Giorgie
“Shit!” I hear him gasp at the same time a loud clunk rings out in our trench. I spin around on my toes.
“What?” I say, unable to help but crawl towards him.
Has he found something?
“My trowel, it hit something hard.” His voice brims with excitement.
“What is it?” I ask, creeping closer still and trying to peer over his shoulder. To my surprise, he moves to one side to let me look. I’d have expected an arsehole like Jake Grantham to keep any find to himself.
“I can’t tell yet. It could be nothing.”
“Or it could be something. Should I go get the professor?”
“No, we should see if it’s actually worth reporting first.” I note his use of the word we, and my mouth drops open in surprise. “I don’t want to look like a tool if it turns out to be an old coke can.”
“True,” I laugh.
He digs his finger into the dirt, attempting to feel the object, get a sense of its size.
I wait, crouching beside him, my heart hammering in anticipation, my gaze flitting between his face and his hands. They are strong hands with long fingers, and I’m reminded of that strange spark when he took my hand.

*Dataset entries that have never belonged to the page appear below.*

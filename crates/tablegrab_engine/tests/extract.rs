use async_trait::async_trait;
use pretty_assertions::assert_eq;
use serde_json::json;
use tablegrab_engine::{
    Dataset, ExtractError, FetchError, FetchMetadata, FetchOutput, Fetcher, ParseConfig,
    TableExtractor, TableProfile,
};

/// Serves one canned page regardless of URL.
struct StubFetcher {
    status: u16,
    body: &'static str,
}

#[async_trait]
impl Fetcher for StubFetcher {
    async fn fetch(&self, url: &str) -> Result<FetchOutput, FetchError> {
        Ok(FetchOutput {
            bytes: self.body.as_bytes().to_vec(),
            metadata: FetchMetadata {
                final_url: url.to_string(),
                status: self.status,
                content_type: Some("text/html; charset=utf-8".to_string()),
            },
        })
    }
}

fn demo_config() -> ParseConfig {
    ParseConfig::from_value(json!({
        "table": { "demo": { "tag": "table" } },
        "row": { "demo": { "tag": "tr" } },
        "column": { "demo": { "tag": "td" } }
    }))
    .unwrap()
}

fn full_config() -> ParseConfig {
    ParseConfig::from_value(json!({
        "table": { "demo": { "tag": "table" } },
        "header": { "demo": { "tag": "thead" } },
        "body": { "demo": { "tag": "tbody", "class": "data" } },
        "row": { "demo": { "tag": "tr" } },
        "column": { "demo": { "tag": "regex_^t[hd]$" } }
    }))
    .unwrap()
}

/// The demo profile with header and body phases skipped.
fn rows_only_profile() -> TableProfile {
    let mut profile = TableProfile::named("demo", 0);
    profile.header.clear();
    profile.body.clear();
    profile
}

#[tokio::test]
async fn end_to_end_rows_without_column_names() {
    scrape_logging::initialize_for_tests();
    let extractor = TableExtractor::with_fetcher(
        demo_config(),
        Box::new(StubFetcher {
            status: 200,
            body: "<table><tr><td>A</td><td>B</td></tr><tr><td>1</td><td>2</td></tr></table>",
        }),
    );

    let dataset = extractor
        .extract("https://example.com/components", &rows_only_profile())
        .await
        .unwrap()
        .expect("dataset");

    assert_eq!(
        dataset,
        Dataset {
            columns: None,
            rows: vec![
                vec!["A".to_string(), "B".to_string()],
                vec!["1".to_string(), "2".to_string()],
            ],
        }
    );
}

#[tokio::test]
async fn non_200_page_yields_none_not_an_error() {
    let extractor = TableExtractor::with_fetcher(
        demo_config(),
        Box::new(StubFetcher {
            status: 404,
            body: "<html>not here</html>",
        }),
    );

    let result = extractor
        .extract("https://example.com/gone", &rows_only_profile())
        .await
        .unwrap();
    assert_eq!(result, None);
}

#[test]
fn header_region_supplies_column_names() {
    let html = r#"
        <table>
            <thead><tr><th>Symbol</th><th>Price</th></tr></thead>
            <tbody class="data">
                <tr><td>TCS</td><td>3500</td></tr>
                <tr><td>INFY</td><td>1500</td></tr>
            </tbody>
        </table>"#;
    let extractor = TableExtractor::with_fetcher(
        full_config(),
        Box::new(StubFetcher {
            status: 200,
            body: "",
        }),
    );

    let dataset = extractor
        .extract_from_html(html, &TableProfile::named("demo", 0))
        .unwrap()
        .expect("dataset");

    let columns = dataset.columns.expect("column names");
    assert_eq!(columns, vec!["Symbol", "Price"]);
    assert_eq!(
        dataset.rows,
        vec![vec!["TCS", "3500"], vec!["INFY", "1500"]]
    );
}

#[test]
fn headerless_table_has_no_column_names() {
    let html = r#"
        <table>
            <tbody class="data"><tr><td>TCS</td><td>3500</td></tr></tbody>
        </table>"#;
    let extractor = TableExtractor::with_fetcher(
        full_config(),
        Box::new(StubFetcher {
            status: 200,
            body: "",
        }),
    );

    let dataset = extractor
        .extract_from_html(html, &TableProfile::named("demo", 0))
        .unwrap()
        .expect("dataset");

    assert_eq!(dataset.columns, None);
    assert_eq!(dataset.rows, vec![vec!["TCS", "3500"]]);
}

#[test]
fn missing_body_region_falls_back_to_whole_table() {
    // The body rule wants tbody.data; this page has a bare tbody, so the
    // rows are collected from the table element instead. Same rows either
    // way.
    let wrapped = r#"<table><tbody class="data">
        <tr><td>a</td></tr><tr><td>b</td></tr>
    </tbody></table>"#;
    let bare = r#"<table>
        <tr><td>a</td></tr><tr><td>b</td></tr>
    </table>"#;
    let extractor = TableExtractor::with_fetcher(
        full_config(),
        Box::new(StubFetcher {
            status: 200,
            body: "",
        }),
    );
    let mut profile = TableProfile::named("demo", 0);
    profile.header.clear();

    let from_wrapped = extractor
        .extract_from_html(wrapped, &profile)
        .unwrap()
        .expect("dataset");
    let from_bare = extractor
        .extract_from_html(bare, &profile)
        .unwrap()
        .expect("dataset");

    assert_eq!(from_wrapped.rows, from_bare.rows);
    assert_eq!(from_bare.rows.len(), 2);
}

#[test]
fn table_ordinal_selects_among_matches() {
    let html = r#"
        <table><tr><td>first</td></tr></table>
        <table><tr><td>second</td></tr></table>"#;
    let extractor = TableExtractor::with_fetcher(
        demo_config(),
        Box::new(StubFetcher {
            status: 200,
            body: "",
        }),
    );
    let mut profile = rows_only_profile();
    profile.table_index = 1;

    let dataset = extractor
        .extract_from_html(html, &profile)
        .unwrap()
        .expect("dataset");
    assert_eq!(dataset.rows, vec![vec!["second"]]);
}

#[test]
fn ordinal_equal_to_match_count_yields_none() {
    // Two tables, index 2: out of range, a miss rather than a panic.
    let html = r#"
        <table><tr><td>first</td></tr></table>
        <table><tr><td>second</td></tr></table>"#;
    let extractor = TableExtractor::with_fetcher(
        demo_config(),
        Box::new(StubFetcher {
            status: 200,
            body: "",
        }),
    );
    let mut profile = rows_only_profile();
    profile.table_index = 2;

    assert_eq!(extractor.extract_from_html(html, &profile).unwrap(), None);
}

#[test]
fn empty_table_profile_yields_none() {
    let extractor = TableExtractor::with_fetcher(
        demo_config(),
        Box::new(StubFetcher {
            status: 200,
            body: "",
        }),
    );
    let mut profile = rows_only_profile();
    profile.table.clear();

    let result = extractor
        .extract_from_html("<table><tr><td>x</td></tr></table>", &profile)
        .unwrap();
    assert_eq!(result, None);
}

#[test]
fn unconfigured_table_profile_yields_none() {
    let extractor = TableExtractor::with_fetcher(
        demo_config(),
        Box::new(StubFetcher {
            status: 200,
            body: "",
        }),
    );
    let mut profile = rows_only_profile();
    profile.table = "nonexistent".to_string();

    let result = extractor
        .extract_from_html("<table><tr><td>x</td></tr></table>", &profile)
        .unwrap();
    assert_eq!(result, None);
}

#[test]
fn malformed_rule_is_a_hard_error() {
    let config = ParseConfig::from_value(json!({
        "table": { "demo": {} },
        "row": { "demo": { "tag": "tr" } },
        "column": { "demo": { "tag": "td" } }
    }))
    .unwrap();
    let extractor = TableExtractor::with_fetcher(
        config,
        Box::new(StubFetcher {
            status: 200,
            body: "",
        }),
    );

    let err = extractor
        .extract_from_html("<table><tr><td>x</td></tr></table>", &rows_only_profile())
        .unwrap_err();
    assert!(matches!(err, ExtractError::Config(_)));
}

#[test]
fn cell_text_is_flattened_and_trimmed() {
    let html = "<table><tr><td>  TCS <b>Ltd</b>  </td><td>\n 3500 \n</td></tr></table>";
    let extractor = TableExtractor::with_fetcher(
        demo_config(),
        Box::new(StubFetcher {
            status: 200,
            body: "",
        }),
    );

    let dataset = extractor
        .extract_from_html(html, &rows_only_profile())
        .unwrap()
        .expect("dataset");
    assert_eq!(dataset.rows, vec![vec!["TCS Ltd", "3500"]]);
}

#[test]
fn row_widths_are_not_validated_against_header() {
    let html = r#"
        <table>
            <thead><tr><th>A</th><th>B</th><th>C</th></tr></thead>
            <tbody class="data"><tr><td>only-one</td></tr></tbody>
        </table>"#;
    let extractor = TableExtractor::with_fetcher(
        full_config(),
        Box::new(StubFetcher {
            status: 200,
            body: "",
        }),
    );
    let dataset = extractor
        .extract_from_html(html, &TableProfile::named("demo", 0))
        .unwrap()
        .expect("dataset");
    assert_eq!(dataset.columns.as_deref().map(<[String]>::len), Some(3));
    assert_eq!(dataset.rows, vec![vec!["only-one"]]);
}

Not an unpleasant sensation.
“Well?” I ask, impatient to know.
“It feels pretty big,” he says with even more excitement in his voice. His voice is usually full of sarcasm and cynicism and I realise I like this sound of his voice much more. Like it belongs to the real him.
“Not a coke can, then,” I joke.
“No,” he says, turning his head towards me and nearly knocking me backwards with the full force of his smile. The man is so bloody good looking it’s hard to look at him sometimes, especially when he smiles like that. His row of straight teeth framed by plump lips, one side of his cheek dimpling and his eyes even bluer. “Shall we see what it is?” He sounds just like a kid who’s found an early Christmas present.
I can’t help grinning back. “Yes!” I nod.
He explains to me where he thinks the object starts and ends, and then together we scrape at the soil. Even more gently than before.
“Good job, Giorgie,” he says. “I think we’re getting there.” Usually a comment from him like that would set my teeth on edge, but today his compliment warms my belly in a way I try not to examine.
It’s the excitement, that’s all. Of being here, of actually finding something.
Finally, we reach the surface of the object and swap our trowels for brushes, sweeping away the sand and the dust, the edge of whatever lies beneath becoming clearer and clearer with every sweep of our hands.
“Look!” I tell him, as the first hint of colour becomes visible. He stops his own work to come closer to mine, and I notice that warmth of his body again and the depth of his scent. It’s always smelt good to me, much better than I’d ever admit out loud to anyone. Sometimes in class, I’ll suck in mouthfuls of it and let it melt onto my tongue. So rich, like the darkest, bitterest of coffees.
With a feather light touch, he traces his fingertips over the hues.
“Egyptian?” he asks. “From the New Kingdom era?”
“Yes, I think so too.”
“Shit, I can’t believe it.”
“I think we should go and fetch the professor,” I say, feeling strangely sad to break this moment and also a tad jealous that he will gain all the credit for this find. It’s fair enough. He found it.
“I want to uncover some more first,” he says, sweeping sand away with his brush.
“But we were told to fetch the supervisors as soon as we got the slightest hint that we may have found something.”